Exact reproduction required: the lines below from the line with "id is expected." to the line with "its raw value.", both ends included, and no others.

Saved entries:

--

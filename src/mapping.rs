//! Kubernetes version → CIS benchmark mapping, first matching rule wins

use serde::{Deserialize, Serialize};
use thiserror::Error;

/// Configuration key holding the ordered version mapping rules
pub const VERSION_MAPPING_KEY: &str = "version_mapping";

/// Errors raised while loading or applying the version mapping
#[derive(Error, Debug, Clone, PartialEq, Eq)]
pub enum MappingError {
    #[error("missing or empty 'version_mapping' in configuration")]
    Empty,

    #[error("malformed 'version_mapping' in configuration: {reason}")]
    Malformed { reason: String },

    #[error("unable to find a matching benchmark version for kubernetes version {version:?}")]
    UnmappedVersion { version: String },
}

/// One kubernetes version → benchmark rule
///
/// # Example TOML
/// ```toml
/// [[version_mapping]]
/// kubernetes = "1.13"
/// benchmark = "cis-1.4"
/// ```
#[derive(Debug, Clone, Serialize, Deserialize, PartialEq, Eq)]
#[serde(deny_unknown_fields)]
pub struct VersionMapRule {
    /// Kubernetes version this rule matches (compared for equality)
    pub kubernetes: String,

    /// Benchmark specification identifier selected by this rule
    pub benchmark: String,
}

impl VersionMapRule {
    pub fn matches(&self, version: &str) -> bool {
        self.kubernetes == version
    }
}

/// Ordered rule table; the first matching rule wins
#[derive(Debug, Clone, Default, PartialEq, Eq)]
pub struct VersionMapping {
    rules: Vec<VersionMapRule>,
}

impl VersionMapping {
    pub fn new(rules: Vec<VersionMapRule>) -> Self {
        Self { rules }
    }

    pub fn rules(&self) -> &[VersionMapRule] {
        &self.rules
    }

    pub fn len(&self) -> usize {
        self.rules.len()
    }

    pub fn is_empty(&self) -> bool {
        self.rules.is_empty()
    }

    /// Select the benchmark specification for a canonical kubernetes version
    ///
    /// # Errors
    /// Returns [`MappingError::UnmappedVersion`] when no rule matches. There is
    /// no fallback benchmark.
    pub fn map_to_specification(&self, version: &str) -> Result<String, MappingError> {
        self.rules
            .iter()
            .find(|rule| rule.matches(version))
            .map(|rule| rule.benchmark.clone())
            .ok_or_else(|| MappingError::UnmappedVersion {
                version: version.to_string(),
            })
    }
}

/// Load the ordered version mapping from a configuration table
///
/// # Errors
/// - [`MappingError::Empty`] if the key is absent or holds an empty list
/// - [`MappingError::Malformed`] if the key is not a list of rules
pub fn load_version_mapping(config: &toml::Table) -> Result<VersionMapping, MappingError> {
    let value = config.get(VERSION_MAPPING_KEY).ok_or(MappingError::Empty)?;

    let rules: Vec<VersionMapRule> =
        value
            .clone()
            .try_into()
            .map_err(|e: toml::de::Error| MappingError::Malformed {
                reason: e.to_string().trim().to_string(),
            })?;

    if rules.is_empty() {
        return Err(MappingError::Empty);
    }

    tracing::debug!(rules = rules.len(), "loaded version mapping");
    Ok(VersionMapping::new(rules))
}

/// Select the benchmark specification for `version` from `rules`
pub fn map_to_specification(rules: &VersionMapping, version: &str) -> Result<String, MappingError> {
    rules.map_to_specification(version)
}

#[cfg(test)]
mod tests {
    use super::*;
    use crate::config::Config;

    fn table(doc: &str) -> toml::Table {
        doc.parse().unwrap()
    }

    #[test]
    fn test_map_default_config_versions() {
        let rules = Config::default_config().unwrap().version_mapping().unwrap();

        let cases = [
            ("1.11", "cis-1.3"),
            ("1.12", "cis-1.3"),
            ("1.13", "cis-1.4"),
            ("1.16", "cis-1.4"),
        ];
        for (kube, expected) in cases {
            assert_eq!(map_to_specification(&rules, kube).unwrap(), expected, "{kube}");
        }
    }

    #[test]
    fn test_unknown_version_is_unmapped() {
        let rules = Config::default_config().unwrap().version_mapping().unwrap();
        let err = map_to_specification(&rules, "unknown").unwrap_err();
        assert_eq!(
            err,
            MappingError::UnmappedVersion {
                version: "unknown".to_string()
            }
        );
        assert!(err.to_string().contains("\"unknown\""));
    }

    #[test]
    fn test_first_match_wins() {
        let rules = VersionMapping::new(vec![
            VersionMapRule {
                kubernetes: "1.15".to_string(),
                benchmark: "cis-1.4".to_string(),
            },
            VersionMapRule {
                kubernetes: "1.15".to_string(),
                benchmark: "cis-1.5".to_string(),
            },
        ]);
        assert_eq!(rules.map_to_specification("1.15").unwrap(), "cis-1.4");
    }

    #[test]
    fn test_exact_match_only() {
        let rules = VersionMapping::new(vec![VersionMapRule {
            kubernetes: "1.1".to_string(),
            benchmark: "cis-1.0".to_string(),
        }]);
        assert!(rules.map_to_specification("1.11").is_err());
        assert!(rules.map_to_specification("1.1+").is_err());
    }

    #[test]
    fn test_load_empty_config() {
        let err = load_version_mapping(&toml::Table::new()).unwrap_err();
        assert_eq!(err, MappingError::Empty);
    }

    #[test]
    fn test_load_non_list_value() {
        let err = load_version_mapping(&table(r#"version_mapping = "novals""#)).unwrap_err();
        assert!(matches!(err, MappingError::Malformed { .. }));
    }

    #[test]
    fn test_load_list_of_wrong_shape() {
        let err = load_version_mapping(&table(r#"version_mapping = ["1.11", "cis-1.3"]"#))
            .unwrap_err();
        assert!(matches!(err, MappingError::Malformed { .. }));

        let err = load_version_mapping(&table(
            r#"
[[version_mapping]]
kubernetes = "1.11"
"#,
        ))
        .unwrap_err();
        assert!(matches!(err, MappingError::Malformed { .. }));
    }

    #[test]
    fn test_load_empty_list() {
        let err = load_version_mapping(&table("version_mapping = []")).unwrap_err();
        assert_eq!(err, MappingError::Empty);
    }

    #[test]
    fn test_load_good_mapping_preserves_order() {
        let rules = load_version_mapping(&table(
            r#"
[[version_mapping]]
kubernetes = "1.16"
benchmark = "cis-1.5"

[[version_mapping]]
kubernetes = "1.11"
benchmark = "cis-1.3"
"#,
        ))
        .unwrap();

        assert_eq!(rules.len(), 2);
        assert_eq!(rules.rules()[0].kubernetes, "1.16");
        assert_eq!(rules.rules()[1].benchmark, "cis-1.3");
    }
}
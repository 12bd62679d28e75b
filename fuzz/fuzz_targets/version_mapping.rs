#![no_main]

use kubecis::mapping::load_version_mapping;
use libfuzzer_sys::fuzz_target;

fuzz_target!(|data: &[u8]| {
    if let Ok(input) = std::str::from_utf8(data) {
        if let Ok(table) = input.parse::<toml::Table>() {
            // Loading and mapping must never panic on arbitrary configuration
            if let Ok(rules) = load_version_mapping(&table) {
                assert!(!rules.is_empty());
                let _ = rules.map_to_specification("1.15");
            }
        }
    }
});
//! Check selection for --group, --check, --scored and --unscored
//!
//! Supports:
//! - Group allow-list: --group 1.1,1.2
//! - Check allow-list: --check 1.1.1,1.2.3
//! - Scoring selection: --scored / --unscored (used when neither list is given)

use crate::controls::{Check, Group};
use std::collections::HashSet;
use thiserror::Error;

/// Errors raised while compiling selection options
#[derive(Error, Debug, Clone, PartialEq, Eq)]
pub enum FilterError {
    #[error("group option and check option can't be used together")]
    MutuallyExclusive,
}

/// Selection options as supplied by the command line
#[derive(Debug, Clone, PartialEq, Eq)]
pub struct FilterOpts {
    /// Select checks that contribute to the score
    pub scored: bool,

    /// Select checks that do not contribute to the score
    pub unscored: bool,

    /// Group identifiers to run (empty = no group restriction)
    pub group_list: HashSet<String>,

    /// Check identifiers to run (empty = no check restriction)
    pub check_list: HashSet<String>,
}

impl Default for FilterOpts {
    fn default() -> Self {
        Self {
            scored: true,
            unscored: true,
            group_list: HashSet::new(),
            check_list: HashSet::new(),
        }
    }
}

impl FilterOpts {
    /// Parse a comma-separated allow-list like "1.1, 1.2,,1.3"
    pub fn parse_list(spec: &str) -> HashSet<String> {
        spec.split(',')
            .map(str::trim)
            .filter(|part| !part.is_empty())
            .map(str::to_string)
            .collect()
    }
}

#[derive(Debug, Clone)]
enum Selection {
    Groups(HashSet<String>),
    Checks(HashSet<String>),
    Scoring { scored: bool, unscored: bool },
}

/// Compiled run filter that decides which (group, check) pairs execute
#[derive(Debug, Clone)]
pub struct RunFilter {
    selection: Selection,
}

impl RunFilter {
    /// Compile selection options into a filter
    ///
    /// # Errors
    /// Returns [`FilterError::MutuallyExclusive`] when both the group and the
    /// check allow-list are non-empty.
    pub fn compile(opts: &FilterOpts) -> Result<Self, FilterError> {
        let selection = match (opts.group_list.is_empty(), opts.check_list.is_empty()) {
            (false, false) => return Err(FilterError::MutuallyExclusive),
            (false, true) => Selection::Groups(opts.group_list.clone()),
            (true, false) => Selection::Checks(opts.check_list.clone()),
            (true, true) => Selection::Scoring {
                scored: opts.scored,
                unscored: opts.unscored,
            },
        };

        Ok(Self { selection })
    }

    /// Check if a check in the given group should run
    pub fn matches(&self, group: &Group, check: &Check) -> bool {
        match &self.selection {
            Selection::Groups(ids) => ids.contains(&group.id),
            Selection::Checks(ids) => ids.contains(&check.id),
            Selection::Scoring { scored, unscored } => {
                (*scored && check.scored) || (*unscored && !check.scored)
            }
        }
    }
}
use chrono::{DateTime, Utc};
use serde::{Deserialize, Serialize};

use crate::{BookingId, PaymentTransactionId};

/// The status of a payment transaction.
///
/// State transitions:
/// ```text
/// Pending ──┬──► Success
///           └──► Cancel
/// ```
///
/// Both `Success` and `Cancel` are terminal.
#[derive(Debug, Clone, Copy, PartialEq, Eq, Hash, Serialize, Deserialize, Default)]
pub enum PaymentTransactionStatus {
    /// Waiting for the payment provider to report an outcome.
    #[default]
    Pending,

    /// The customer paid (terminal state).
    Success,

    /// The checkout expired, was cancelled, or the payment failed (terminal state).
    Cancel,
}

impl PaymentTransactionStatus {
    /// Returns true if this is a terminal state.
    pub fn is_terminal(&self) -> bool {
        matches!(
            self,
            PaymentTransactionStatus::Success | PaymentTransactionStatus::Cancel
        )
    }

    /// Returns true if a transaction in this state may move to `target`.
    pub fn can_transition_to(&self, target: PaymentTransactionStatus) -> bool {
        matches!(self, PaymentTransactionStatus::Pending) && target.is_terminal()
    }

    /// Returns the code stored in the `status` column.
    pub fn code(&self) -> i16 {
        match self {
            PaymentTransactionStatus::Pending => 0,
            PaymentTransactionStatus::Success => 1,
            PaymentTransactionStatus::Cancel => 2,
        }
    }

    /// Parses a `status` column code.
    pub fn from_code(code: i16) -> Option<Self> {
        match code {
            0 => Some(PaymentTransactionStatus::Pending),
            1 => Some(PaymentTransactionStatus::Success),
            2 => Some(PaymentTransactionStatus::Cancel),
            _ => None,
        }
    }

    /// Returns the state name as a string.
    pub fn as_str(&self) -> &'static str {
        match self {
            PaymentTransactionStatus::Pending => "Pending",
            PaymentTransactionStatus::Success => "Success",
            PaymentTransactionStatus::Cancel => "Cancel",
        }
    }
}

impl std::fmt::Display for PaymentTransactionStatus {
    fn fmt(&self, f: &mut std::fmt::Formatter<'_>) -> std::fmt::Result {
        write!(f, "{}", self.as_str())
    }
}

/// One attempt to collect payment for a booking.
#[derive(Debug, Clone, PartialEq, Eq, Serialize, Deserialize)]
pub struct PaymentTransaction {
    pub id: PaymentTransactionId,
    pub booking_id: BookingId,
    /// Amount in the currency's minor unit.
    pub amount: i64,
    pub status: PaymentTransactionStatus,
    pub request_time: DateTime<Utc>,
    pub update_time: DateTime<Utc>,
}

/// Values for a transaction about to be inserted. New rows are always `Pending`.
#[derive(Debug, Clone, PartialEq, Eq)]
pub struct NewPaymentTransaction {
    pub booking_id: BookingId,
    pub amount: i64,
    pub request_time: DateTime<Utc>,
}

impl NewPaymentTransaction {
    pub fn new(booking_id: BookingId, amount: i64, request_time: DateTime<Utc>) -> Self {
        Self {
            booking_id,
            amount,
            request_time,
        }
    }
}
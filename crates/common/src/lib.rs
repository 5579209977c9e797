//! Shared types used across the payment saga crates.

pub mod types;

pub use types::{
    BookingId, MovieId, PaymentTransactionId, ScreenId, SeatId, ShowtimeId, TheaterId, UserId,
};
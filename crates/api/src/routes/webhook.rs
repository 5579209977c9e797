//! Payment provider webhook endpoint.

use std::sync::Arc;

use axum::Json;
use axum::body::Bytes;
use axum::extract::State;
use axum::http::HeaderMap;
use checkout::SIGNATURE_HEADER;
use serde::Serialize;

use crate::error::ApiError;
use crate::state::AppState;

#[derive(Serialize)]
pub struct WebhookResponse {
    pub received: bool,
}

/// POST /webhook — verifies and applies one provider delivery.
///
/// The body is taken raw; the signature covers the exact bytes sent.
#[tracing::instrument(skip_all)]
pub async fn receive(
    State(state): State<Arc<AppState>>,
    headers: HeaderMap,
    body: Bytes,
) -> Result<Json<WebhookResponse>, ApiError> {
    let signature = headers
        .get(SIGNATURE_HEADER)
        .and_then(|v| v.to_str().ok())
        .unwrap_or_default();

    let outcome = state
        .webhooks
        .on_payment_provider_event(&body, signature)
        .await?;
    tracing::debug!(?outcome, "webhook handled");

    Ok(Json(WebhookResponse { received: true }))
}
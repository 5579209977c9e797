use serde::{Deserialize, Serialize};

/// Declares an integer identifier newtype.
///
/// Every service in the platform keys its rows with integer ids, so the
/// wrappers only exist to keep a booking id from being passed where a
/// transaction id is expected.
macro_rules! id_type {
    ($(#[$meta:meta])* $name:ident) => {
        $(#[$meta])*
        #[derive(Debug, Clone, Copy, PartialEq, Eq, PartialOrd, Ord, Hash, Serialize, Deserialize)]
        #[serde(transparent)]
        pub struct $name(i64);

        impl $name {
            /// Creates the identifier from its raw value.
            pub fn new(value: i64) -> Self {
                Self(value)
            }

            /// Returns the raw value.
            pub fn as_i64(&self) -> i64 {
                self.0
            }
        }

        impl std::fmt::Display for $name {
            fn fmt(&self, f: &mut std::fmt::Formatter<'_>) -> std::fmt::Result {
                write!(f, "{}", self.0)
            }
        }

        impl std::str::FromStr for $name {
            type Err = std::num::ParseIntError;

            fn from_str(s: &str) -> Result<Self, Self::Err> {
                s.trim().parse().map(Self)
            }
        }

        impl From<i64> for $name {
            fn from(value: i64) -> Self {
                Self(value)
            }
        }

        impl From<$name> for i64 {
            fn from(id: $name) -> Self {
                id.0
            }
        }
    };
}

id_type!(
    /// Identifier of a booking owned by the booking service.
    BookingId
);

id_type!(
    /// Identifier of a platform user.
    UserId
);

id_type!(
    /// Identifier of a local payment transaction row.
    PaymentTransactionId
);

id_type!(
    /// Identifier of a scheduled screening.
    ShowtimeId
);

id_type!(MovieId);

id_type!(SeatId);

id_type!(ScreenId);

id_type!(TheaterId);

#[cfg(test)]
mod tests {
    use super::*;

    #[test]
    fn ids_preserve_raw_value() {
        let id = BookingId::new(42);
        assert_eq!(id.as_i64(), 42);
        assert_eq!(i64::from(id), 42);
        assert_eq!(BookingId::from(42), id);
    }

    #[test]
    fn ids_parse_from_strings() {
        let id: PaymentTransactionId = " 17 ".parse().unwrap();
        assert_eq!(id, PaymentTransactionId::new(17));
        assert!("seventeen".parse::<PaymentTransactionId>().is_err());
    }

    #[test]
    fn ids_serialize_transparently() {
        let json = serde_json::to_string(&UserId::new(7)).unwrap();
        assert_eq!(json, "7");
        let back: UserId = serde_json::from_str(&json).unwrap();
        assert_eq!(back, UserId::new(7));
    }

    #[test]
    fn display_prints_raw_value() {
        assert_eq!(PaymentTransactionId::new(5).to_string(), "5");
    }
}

--

(Response area):
/// transaction id is expected.
macro_rules! id_type {
    ($(#[$meta:meta])* $name:ident) => {
        $(#[$meta])*
        #[derive(Debug, Clone, Copy, PartialEq, Eq, PartialOrd, Ord, Hash, Serialize, Deserialize)]
        #[serde(transparent)]
        pub struct $name(i64);

        impl $name {
            /// Creates the identifier from its raw value.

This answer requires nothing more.